- Work task -
Return each record exactly as it appears, so that nothing is dropped or altered.

(Saved entries)
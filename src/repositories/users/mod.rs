//! 사용자 저장소
//!
//! [`UserStore`] trait 과 MongoDB / 메모리 구현을 제공합니다.
//!
//! 공통 규칙:
//! - `insert` 는 엔티티를 검증하고 생성/수정 시각을 기록한 뒤 ID 를 부여합니다.
//! - 중복 이메일은 `"email: <value> already exists in the database"` (400) 입니다.
//! - ID 문자열이 ObjectId 형식이 아니면 `"Incorrect id format"` (400) 입니다.
//! - 문서가 없으면 `"No user found"` (404) 입니다.

pub mod memory_repo;
pub mod user_repo;

use async_trait::async_trait;
use mongodb::bson::oid::ObjectId;
use validator::Validate;

use crate::core::errors::{AppError, AppResult};
use crate::domain::entities::users::{User, UserUpdate};

pub use memory_repo::MemoryUserRepository;
pub use user_repo::UserRepository;

/// 사용자 문서 저장소
#[async_trait]
pub trait UserStore: Send + Sync {
    /// 새 사용자를 저장하고 ID 가 부여된 엔티티를 반환합니다.
    async fn insert(&self, user: User) -> AppResult<User>;

    async fn find_by_id(&self, id: &str) -> AppResult<User>;

    async fn find_by_email(&self, email: &str) -> AppResult<User>;

    /// 변경 사항을 적용하고 갱신된 엔티티를 반환합니다.
    async fn update(&self, id: &str, changes: &UserUpdate) -> AppResult<User>;
}

pub(crate) fn parse_object_id(id: &str) -> AppResult<ObjectId> {
    ObjectId::parse_str(id).map_err(|_| AppError::BadRequest("Incorrect id format".to_string()))
}

pub(crate) fn user_not_found() -> AppError {
    AppError::NotFound("No user found".to_string())
}

pub(crate) fn duplicate_key(field: &str, value: &str) -> AppError {
    AppError::BadRequest(format!("{}: {} already exists in the database", field, value))
}

pub(crate) fn validate_user(user: &User) -> AppResult<()> {
    user.validate()
        .map_err(|e| AppError::ValidationError(e.to_string()))
}

#[cfg(test)]
mod tests {
    use super::*;

    #[test]
    fn test_parse_object_id() {
        assert!(parse_object_id("64f1a2b3c4d5e6f708091a2b").is_ok());
        match parse_object_id("not-an-id") {
            Err(AppError::BadRequest(msg)) => assert_eq!(msg, "Incorrect id format"),
            other => panic!("unexpected: {:?}", other),
        }
    }

    #[test]
    fn test_duplicate_key_message() {
        assert_eq!(
            duplicate_key("email", "a@b.com").to_string(),
            "email: a@b.com already exists in the database"
        );
    }
}
//! 비즈니스 로직을 담당하는 서비스 계층 모듈
//!
//! 서비스는 시작 시 한 번 생성되어 [`AppContext`](crate::core::context::AppContext) 를 통해 공유됩니다.
//!
//! - `auth` - 토큰 생성과 캐시 기반 토큰 관리
//! - `mail` - 메일 템플릿과 백그라운드 발송
//! - `users` - 계정 워크플로

pub mod auth;
pub mod mail;
pub mod users;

- Result -
filename src/repositories/users/mod.rs
//! 사용자 저장소
//!
//! [`UserStore`] trait 과 MongoDB / 메모리 구현을 제공합니다.
//!
//! 공통 규칙:
//! - `insert` 는 엔티티를 검증하고 생성/수정 시각을 기록한 뒤 ID 를 부여합니다.
//! - 중복 이메일은 `"email: <value> already exists in the database"` (400) 입니다.
//! - ID 문자열이 ObjectId 형식이 아니면 `"Incorrect id format"` (400) 입니다.
//! - 문서가 없으면 `"No user found"` (404) 입니다.

pub mod memory_repo;
pub mod user_repo;

use async_trait::async_trait;
use mongodb::bson::oid::ObjectId;
use validator::Validate;

use crate::core::errors::{AppError, AppResult};
use crate::domain::entities::users::{User, UserUpdate};

pub use memory_repo::MemoryUserRepository;
pub use user_repo::UserRepository;

/// 사용자 문서 저장소
#[async_trait]
pub trait UserStore: Send + Sync {
    /// 새 사용자를 저장하고 ID 가 부여된 엔티티를 반환합니다.
    async fn insert(&self, user: User) -> AppResult<User>;

    async fn find_by_id(&self, id: &str) -> AppResult<User>;

    async fn find_by_email(&self, email: &str) -> AppResult<User>;

    /// 변경 사항을 적용하고 갱신된 엔티티를 반환합니다.
    async fn update(&self, id: &str, changes: &UserUpdate) -> AppResult<User>;
}

pub(crate) fn parse_object_id(id: &str) -> AppResult<ObjectId> {
    ObjectId::parse_str(id).map_err(|_| AppError::BadRequest("Incorrect id format".to_string()))
}

pub(crate) fn user_not_found() -> AppError {
    AppError::NotFound("No user found".to_string())
}

pub(crate) fn duplicate_key(field: &str, value: &str) -> AppError {
    AppError::BadRequest(format!("{}: {} already exists in the database", field, value))
}

pub(crate) fn validate_user(user: &User) -> AppResult<()> {
    user.validate()
        .map_err(|e| AppError::ValidationError(e.to_string()))
}

#[cfg(test)]
mod tests {
    use super::*;

    #[test]
    fn test_parse_object_id() {
        assert!(parse_object_id("64f1a2b3c4d5e6f708091a2b").is_ok());
        match parse_object_id("not-an-id") {
            Err(AppError::BadRequest(msg)) => assert_eq!(msg, "Incorrect id format"),
            other => panic!("unexpected: {:?}", other),
        }
    }

    #[test]
    fn test_duplicate_key_message() {
        assert_eq!(
            duplicate_key("email", "a@b.com").to_string(),
            "email: a@b.com already exists in the database"
        );
    }
}
//! 비즈니스 로직을 담당하는 서비스 계층 모듈
//!
//! 서비스는 시작 시 한 번 생성되어 [`AppContext`](crate::core::context::AppContext) 를 통해 공유됩니다.
//!
//! - `auth` - 토큰 생성과 캐시 기반 토큰 관리
//! - `mail` - 메일 템플릿과 백그라운드 발송
//! - `users` - 계정 워크플로

pub mod auth;
pub mod mail;
pub mod users;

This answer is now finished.